Uma capacitação foi promovida nesta semana ao corpo médico e de enfermeiros do município de Marília, com objetivo de intensificar o combate à transmissão vertical da sífilis, ou seja, da mãe ao bebê, preconizada pelo Ministério da Saúde e Organização Mundial da Saúde (OMS). A ação é do setor de Vigilância Epidemiológica da Secretaria Municipal da Saúde.
Marília já foi premiada por atingir altos índices de controle e combate à transmissão vertical do HIV e agora procura estender as ações também contra a sífilis, também conhecida como congênita. No relatório epidemiológico da 47ª semana de 2023, até o final de novembro, o município registrou 243 diagnósticos da sífilis adquirida, sendo 79 gestantes com sífilis e 25 de sífilis congênita (transmissão vertical).
Segundo informações da Prefeitura, para evitar que a doença não seja transmitida ao bebê, uma das principais formas de prevenção é a realização do pré-natal de qualidade e o estabelecimento do tratamento adequado da gestante com acompanhamento clínico e laboratorial.

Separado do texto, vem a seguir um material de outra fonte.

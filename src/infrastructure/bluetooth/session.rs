//! Device Session
//!
//! Owns one connection attempt from device selection to teardown:
//!
//! ```text
//! Idle -> Requesting -> Connecting -> Initializing -> Ready
//!   \__________\_____________\____________\____________\__> Disconnected
//! ```
//!
//! A session is never reused once it reaches `Disconnected`; reconnecting
//! means building a new session and with it a new [`CommandChannel`].

use super::channel::{CommandChannel, SendOutcome};
use super::error::{ConnectionError, InitStep, InitializationError, SessionError, TransmitError};
use super::link::{Characteristic, LinkEvent, RobotConnector, RobotLink};
use super::protocol::{self, Color, Command, RawMotors};
use super::telemetry::{TelemetryDecoder, TelemetryEvent};
use crate::domain::models::{AppEvent, MessageSeverity, SessionState, StatusMessage};
use std::sync::atomic::{AtomicU64, Ordering};
use std::sync::Arc;
use std::time::Duration;
use tokio::sync::{mpsc, watch};
use tokio::task::JoinHandle;
use tracing::{debug, error, info, warn};

/// How long `sleep` waits for an outstanding write before giving up on it
const SLEEP_DRAIN_TIMEOUT: Duration = Duration::from_secs(2);

/// Configuration for the wake sequence and framing
#[derive(Debug, Clone)]
pub struct SessionConfig {
    pub tx_power: u8,
    pub subscribe_telemetry: bool,
    pub sop2: u8,
    pub min_voltage: f32,
    pub max_voltage: f32,
}

impl Default for SessionConfig {
    fn default() -> Self {
        Self {
            tx_power: protocol::DEFAULT_TX_POWER,
            subscribe_telemetry: true,
            sop2: protocol::SOP2_DEFAULT,
            min_voltage: super::telemetry::DEFAULT_MIN_VOLTAGE,
            max_voltage: super::telemetry::DEFAULT_MAX_VOLTAGE,
        }
    }
}

pub struct DeviceSession {
    config: SessionConfig,
    state: Arc<watch::Sender<SessionState>>,
    events: mpsc::UnboundedSender<AppEvent>,
    link: Option<Arc<dyn RobotLink>>,
    channel: Option<CommandChannel>,
    monitor: Option<JoinHandle<()>>,
    heading: u16,
    pulse_generation: Arc<AtomicU64>,
}

impl DeviceSession {
    pub fn new(config: SessionConfig, events: mpsc::UnboundedSender<AppEvent>) -> Self {
        let (state, _) = watch::channel(SessionState::Idle);
        Self {
            config,
            state: Arc::new(state),
            events,
            link: None,
            channel: None,
            monitor: None,
            heading: 0,
            pulse_generation: Arc::new(AtomicU64::new(0)),
        }
    }

    pub fn state(&self) -> SessionState {
        *self.state.borrow()
    }

    /// Observe state changes
    pub fn subscribe(&self) -> watch::Receiver<SessionState> {
        self.state.subscribe()
    }

    pub fn is_ready(&self) -> bool {
        self.state() == SessionState::Ready
            && self.channel.as_ref().is_some_and(|c| !c.is_closed())
    }

    /// Heading of the last dispatched roll
    pub fn heading(&self) -> u16 {
        self.heading
    }

    pub fn is_busy(&self) -> bool {
        self.channel.as_ref().is_some_and(|c| c.is_busy())
    }

    /// Wait until no command is in flight
    pub async fn idle(&self) {
        if let Some(channel) = &self.channel {
            channel.idle().await;
        }
    }

    /// Select a device, connect and run the wake sequence
    pub async fn connect(&mut self, connector: &dyn RobotConnector) -> Result<(), SessionError> {
        let current = self.state();
        if current != SessionState::Idle {
            return Err(SessionError::AlreadyUsed(current));
        }

        self.transition(SessionState::Requesting);
        let device = match connector.request().await {
            Ok(device) => device,
            Err(e) => return Err(self.connection_failed(e)),
        };
        info!("Selected device {} ({:#X})", device.name, device.address);

        self.transition(SessionState::Connecting);
        let (link_tx, link_rx) = mpsc::unbounded_channel();
        let link = match connector.connect(&device, link_tx).await {
            Ok(link) => link,
            Err(e) => return Err(self.connection_failed(e)),
        };

        let channel = CommandChannel::new(link.clone(), self.config.sop2);
        self.monitor = Some(self.spawn_monitor(link_rx, channel.clone()));
        self.link = Some(link.clone());
        self.channel = Some(channel.clone());

        self.transition(SessionState::Initializing);
        if let Err(e) = self.initialize(link.as_ref(), &channel).await {
            error!("{}", e);
            self.send_log(format!("Initialization failed: {}", e), MessageSeverity::Error);
            self.teardown().await;
            return Err(e.into());
        }

        if !self.transition(SessionState::Ready) {
            // Link dropped during the wake sequence
            self.teardown().await;
            return Err(ConnectionError::Link(super::error::LinkError::Closed).into());
        }
        self.send_log(format!("Connected to {}", device.name), MessageSeverity::Success);
        Ok(())
    }

    async fn initialize(
        &self,
        link: &dyn RobotLink,
        channel: &CommandChannel,
    ) -> Result<(), InitializationError> {
        let failed = |step: InitStep| {
            move |source: TransmitError| InitializationError { step, source }
        };

        info!("Initializing robot...");
        link.write(Characteristic::AntiDos, protocol::UNLOCK_PAYLOAD)
            .await
            .map_err(|e| failed(InitStep::Unlock)(e.into()))?;
        debug!("Wrote anti-DoS characteristic");

        link.write(Characteristic::TxPower, &[self.config.tx_power])
            .await
            .map_err(|e| failed(InitStep::TxPower)(e.into()))?;
        debug!("Wrote TX power characteristic");

        link.write(Characteristic::WakeCpu, &[protocol::WAKE_CPU_PAYLOAD])
            .await
            .map_err(|e| failed(InitStep::WakeCpu)(e.into()))?;
        debug!("Wrote wake CPU characteristic");

        if self.config.subscribe_telemetry {
            link.subscribe(Characteristic::Response)
                .await
                .map_err(|e| failed(InitStep::SubscribeTelemetry)(e.into()))?;
            channel
                .transmit(Command::SetPowerNotify(true))
                .await
                .map_err(failed(InitStep::SubscribeTelemetry))?;
            debug!("Telemetry notifications enabled");
        }

        channel
            .transmit(Command::SetBackLed(0))
            .await
            .map_err(failed(InitStep::BackLed))?;
        channel
            .transmit(Command::SetHeading(0))
            .await
            .map_err(failed(InitStep::Heading))?;

        info!("Robot initialized");
        Ok(())
    }

    /// Send any command; a no-op unless the session is Ready
    pub fn send(&self, command: Command, priority: bool) -> SendOutcome {
        match &self.channel {
            Some(channel) if self.is_ready() => channel.send(command, priority),
            _ => SendOutcome::NotReady,
        }
    }

    /// Roll towards an absolute heading in degrees
    pub fn drive(&mut self, heading: u16, speed: u8) -> SendOutcome {
        let heading = heading % 360;
        let outcome = self.send(Command::Roll { heading, speed }, false);
        if outcome.is_dispatched() {
            self.heading = heading;
        }
        outcome
    }

    pub fn set_color(&self, color: Color) -> SendOutcome {
        self.send(Command::SetColor(color), false)
    }

    pub fn wake(&self) -> SendOutcome {
        self.send(Command::Wake, false)
    }

    pub fn set_back_led(&self, brightness: u8) -> SendOutcome {
        self.send(Command::SetBackLed(brightness), false)
    }

    pub fn set_heading(&self, heading: u16) -> SendOutcome {
        self.send(Command::SetHeading(heading % 360), false)
    }

    pub fn set_raw_motors(&self, motors: RawMotors, priority: bool) -> SendOutcome {
        self.send(Command::SetRawMotors(motors), priority)
    }

    /// Brake both motors; always bypasses the busy gate
    pub fn stop(&self) -> SendOutcome {
        self.set_raw_motors(RawMotors::OFF, true)
    }

    /// Run the motors for `duration`, then brake
    ///
    /// A newer pulse supersedes the pending brake of an older one.
    pub fn pulse(&self, motors: RawMotors, duration: Duration) -> SendOutcome {
        let outcome = self.set_raw_motors(motors, false);
        if let (true, Some(channel)) = (outcome.is_dispatched(), self.channel.clone()) {
            let generation = self.pulse_generation.fetch_add(1, Ordering::SeqCst) + 1;
            let current = self.pulse_generation.clone();
            tokio::spawn(async move {
                tokio::time::sleep(duration).await;
                if current.load(Ordering::SeqCst) == generation {
                    channel.send(Command::SetRawMotors(RawMotors::OFF), true);
                }
            });
        }
        outcome
    }

    /// Turn the back LED off, put the robot to sleep and disconnect
    pub async fn sleep(&mut self) -> Result<(), SessionError> {
        let Some(channel) = self.channel.clone().filter(|_| self.is_ready()) else {
            self.disconnect().await;
            return Ok(());
        };

        if tokio::time::timeout(SLEEP_DRAIN_TIMEOUT, channel.idle())
            .await
            .is_err()
        {
            warn!("Outstanding write did not finish before sleep");
        }

        info!("Putting robot to sleep");
        let result = async {
            channel.transmit(Command::SetBackLed(0)).await?;
            channel.transmit(Command::Sleep).await
        }
        .await;

        self.disconnect().await;
        result.map(|_| ()).map_err(SessionError::from)
    }

    pub async fn disconnect(&mut self) {
        if self.state() == SessionState::Disconnected && self.link.is_none() {
            return;
        }
        info!("Disconnecting from robot");
        self.teardown().await;
        self.send_log("Disconnected from robot".to_string(), MessageSeverity::Info);
    }

    /// Invalidate every handle and enter Disconnected
    async fn teardown(&mut self) {
        if let Some(channel) = self.channel.take() {
            channel.close();
        }
        self.transition(SessionState::Disconnected);
        if let Some(link) = self.link.take() {
            link.disconnect().await;
        }
        if let Some(monitor) = self.monitor.take() {
            monitor.abort();
        }
    }

    fn connection_failed(&mut self, e: ConnectionError) -> SessionError {
        error!("Connection failed: {}", e);
        self.send_log(format!("Connection failed: {}", e), MessageSeverity::Error);
        self.transition(SessionState::Disconnected);
        e.into()
    }

    fn transition(&self, next: SessionState) -> bool {
        set_state(&self.state, &self.events, next)
    }

    /// Route link events: telemetry to the app, link loss to the state machine
    fn spawn_monitor(
        &self,
        mut link_events: mpsc::UnboundedReceiver<LinkEvent>,
        channel: CommandChannel,
    ) -> JoinHandle<()> {
        let state = self.state.clone();
        let events = self.events.clone();
        let decoder = TelemetryDecoder::new(self.config.min_voltage, self.config.max_voltage);

        tokio::spawn(async move {
            while let Some(event) = link_events.recv().await {
                match event {
                    LinkEvent::Notification(bytes) => {
                        if let Some(TelemetryEvent::Battery(reading)) = decoder.decode(&bytes) {
                            debug!(
                                "Battery {}% ({:.2} V, {:?})",
                                reading.percent, reading.voltage, reading.power_state
                            );
                            let _ = events.send(AppEvent::Battery(reading));
                        }
                    }
                    LinkEvent::Disconnected => {
                        warn!("Link to robot lost");
                        channel.close();
                        set_state(&state, &events, SessionState::Disconnected);
                        break;
                    }
                }
            }
        })
    }

    fn send_log(&self, message: String, severity: MessageSeverity) {
        let _ = self
            .events
            .send(AppEvent::LogMessage(StatusMessage { message, severity }));
    }
}

impl Drop for DeviceSession {
    fn drop(&mut self) {
        if let Some(channel) = self.channel.take() {
            channel.close();
        }
        if let Some(monitor) = self.monitor.take() {
            monitor.abort();
        }
    }
}

/// Move to `next` unless already there; Disconnected is terminal
fn set_state(
    state: &watch::Sender<SessionState>,
    events: &mpsc::UnboundedSender<AppEvent>,
    next: SessionState,
) -> bool {
    let changed = state.send_if_modified(|current| {
        if *current == next || *current == SessionState::Disconnected {
            return false;
        }
        *current = next;
        true
    });
    if changed {
        info!("Session state -> {:?}", next);
        let _ = events.send(AppEvent::ConnectionState(next));
    }
    changed
}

A sífilis é uma infecção sexualmente transmissível (IST), de evolução crônica, causada por uma bactéria. A doença é exclusiva do ser humano e é curável. Se não tratada, pode evoluir para formas mais graves ao longo dos anos, podendo comprometer especialmente o sistema nervoso.
A Organização Mundial da Saúde (OMS) considera a sífilis como um problema de saúde pública mundial, mesmo já existindo diagnóstico e tratamento estabelecidos e de baixo custo. Da detecção ao tratamento, a busca por melhorias tem como objetivo reduzir os índices históricos de transmissão no município.
“É exatamente este trabalho de se evitar ou reduzir essa transmissão vertical da mãe para o filho que a capacitação dos profissionais vem sendo feita. Foi assim que conseguimos reduzir a transmissão vertical de HIV e que agora estamos levando também para os pacientes com sífilis”, disse a enfermeira responsável pela Vigilância Epidemiológica de Marília, Alessandra Arrigoni.
O médico e secretário da Saúde, Dr. Osvaldo Ferioli Pereira, destaca que a capacitação é um investimento de duplo retorno para o município, pois não só amplia a cobertura do cuidado para a população, como garante maior atenção e recursos por parte do Ministério da Saúde e do governo do Estado.
“Quanto mais melhoramos os nossos índices de cuidado e atendimento, mais a população é atendida e com mais recursos o município é beneficiado, pois ao atingirmos as metas de saúde preconizadas somos melhor pontuados para receber ainda mais investimentos”, explicou.